Мил он мне чрезвычайно. Широкое образование, искренность, литературный талант, самая нелепая борода, нелепая лысина, костюм хоть и английский, но неряшливый, потертый, обвислый, и особая манера слушать: после всякой фразы собеседника он произносит сочувственно «и-и-и» (горлом поросячий визг), во всем этом есть что-то забавное и родное. Денег у него очень немного, он убежденный демократ, но — от высокородных предков унаследовал гурманство. Разоряется на чревоугодии. Каждый день у швейцара «Национали» оставляет внизу свою убогую шапчонку и подбитое собачьим лаем пальто — и идет в роскошный ресторан, оставляя там не меньше сорока рублей (Т. к. он не только ест, но и пьет), и оставляет на чай 4 рубля лакею и 1 рубль швейцару.
В «Литературных забавах» Горького и в его пре с Заславским есть много фактических ошибок. Так, например, Белинского Горький объявил сыном священника, и проч., и проч., и проч. Но в споре с Заславским Горький прав совершенно{5}: «Бесы» — гениальнейшая вещь из гениальнейших. Заславский возражает ему: «Этак вы потребуете, чтобы мы и нынешних белогвардейцев печатали». А почему бы и нет? Ведь потребовал же Ленин, чтобы мы печатали Аркадия Аверченко «7 ножей в спину революции». Ведь печатали же мы Савинкова, Шульгина, генерала Краснова.

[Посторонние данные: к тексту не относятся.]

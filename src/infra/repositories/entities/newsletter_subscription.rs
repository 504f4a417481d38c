//! Newsletter subscription entity (one per email).

use sea_orm::entity::prelude::*;
use sea_orm::Set;

use crate::domain::{NewSubscription, NewsletterSubscription};
use crate::infra::repositories::DocumentEntity;

#[derive(Clone, Debug, PartialEq, Eq, DeriveEntityModel)]
#[sea_orm(table_name = "newsletter_subscriptions")]
pub struct Model {
    #[sea_orm(primary_key, auto_increment = false)]
    pub id: Uuid,
    pub name: String,
    #[sea_orm(unique)]
    pub email: String,
    pub created_at: DateTimeUtc,
}

#[derive(Copy, Clone, Debug, EnumIter, DeriveRelation)]
pub enum Relation {}

impl ActiveModelBehavior for ActiveModel {}

impl From<Model> for NewsletterSubscription {
    fn from(model: Model) -> Self {
        NewsletterSubscription {
            id: model.id,
            details: NewSubscription {
                name: model.name,
                email: model.email,
            },
            created_at: model.created_at,
        }
    }
}

impl DocumentEntity for Entity {
    type Doc = NewsletterSubscription;

    fn created_at_column() -> Column {
        Column::CreatedAt
    }

    fn email_column() -> Option<Column> {
        Some(Column::Email)
    }

    fn active_model(doc: NewsletterSubscription) -> ActiveModel {
        ActiveModel {
            id: Set(doc.id),
            name: Set(doc.details.name),
            email: Set(doc.details.email),
            created_at: Set(doc.created_at),
        }
    }
}
//! Shared response types.

mod response;

pub use response::{ApiResponse, Created, ErrorBody, MessageResponse};
//! CLI argument definitions.
//!
//! Uses clap derive macros for type-safe argument parsing.

use clap::{Parser, Subcommand};

/// Relief API - Backend for a relief-goods donation platform
#[derive(Parser, Debug)]
#[command(name = "relief-api")]
#[command(author, version, about, long_about = None)]
pub struct Cli {
    /// Enable verbose logging
    #[arg(short, long, global = true)]
    pub verbose: bool,

    #[command(subcommand)]
    pub command: Commands,
}

/// Available CLI commands
#[derive(Subcommand, Debug)]
pub enum Commands {
    /// Start the HTTP server
    Serve(ServeArgs),

    /// Run database migrations
    Migrate(MigrateArgs),
}

/// Arguments for the serve command; unset values fall back to the environment
#[derive(Parser, Debug)]
pub struct ServeArgs {
    /// Host to bind to
    #[arg(short = 'H', long)]
    pub host: Option<String>,

    /// Port to listen on
    #[arg(short, long)]
    pub port: Option<u16>,
}

/// Arguments for the migrate command
#[derive(Parser, Debug)]
pub struct MigrateArgs {
    #[command(subcommand)]
    pub action: MigrateAction,
}

/// Migration actions
#[derive(Subcommand, Debug)]
pub enum MigrateAction {
    /// Run pending migrations
    Up,
    /// Rollback last migration
    Down,
    /// Show migration status
    Status,
    /// Reset and re-run all migrations
    Fresh,
}

#[cfg(test)]
mod tests {
    use super::*;

    #[test]
    fn test_serve_overrides() {
        let cli = Cli::try_parse_from(["relief-api", "serve", "--port", "8080"]).unwrap();
        match cli.command {
            Commands::Serve(args) => {
                assert_eq!(args.port, Some(8080));
                assert!(args.host.is_none());
            }
            other => panic!("unexpected command {:?}", other),
        }
    }

    #[test]
    fn test_migrate_requires_action() {
        assert!(Cli::try_parse_from(["relief-api", "migrate"]).is_err());

        let cli = Cli::try_parse_from(["relief-api", "-v", "migrate", "fresh"]).unwrap();
        assert!(cli.verbose);
        assert!(matches!(
            cli.command,
            Commands::Migrate(MigrateArgs {
                action: MigrateAction::Fresh
            })
        ));
    }
}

Я сказал об этом Мирскому. У него и у самого было такое возражение, и он обещал сообщить о нем Горькому.
После обеда мы поехали с ним на совещание в «Academia» — первое редакционное совещание после ухода Каменева. Приезжаем: никого. «По случаю смерти Куйбышева». Куйбышев умер!!! О! О! О!
28/I. Из-за похорон Куйбышева в Москве никаких редакционно-издательских дел. Я сдал в «Год XVII» и в «Academia» «Искусство перевода» — и стал хлопотать о машине, чтоб уехать и Болошево. Лишь к 6 часам мне дали… грузовик.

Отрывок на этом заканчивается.